WHAT THE TASK ASKS - Using the entries below, output exactly the lines from the one containing "pub mod error;" through the final line, both included, and no others.

[Stored data entries]
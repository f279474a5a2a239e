//! Hoku Library
//!
//! This library contains a concurrent, insert-only Bloom filter over byte
//! strings together with its portable binary format, plus the configuration
//! and error types used by the `hoku` command-line tool.
//!
//! # Architecture
//!
//! Hoku is designed with the following principles in mind:
//! - Strict component boundaries
//! - Lock-free concurrency for high throughput
//! - Comprehensive error handling and propagation
//! - Bit-exact, platform-independent persistence

// Re-export public modules
pub mod config;
pub mod data_structures;
pub mod error;

// Internal modules that are not part of the public API
#[cfg(test)]
pub(crate) mod tests;

/// Version information for Hoku.
pub const VERSION: &str = env!("CARGO_PKG_VERSION");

EXPECTED ANSWER -
pub mod error;

// Internal modules that are not part of the public API
#[cfg(test)]
pub(crate) mod tests;

/// Version information for Hoku.
pub const VERSION: &str = env!("CARGO_PKG_VERSION");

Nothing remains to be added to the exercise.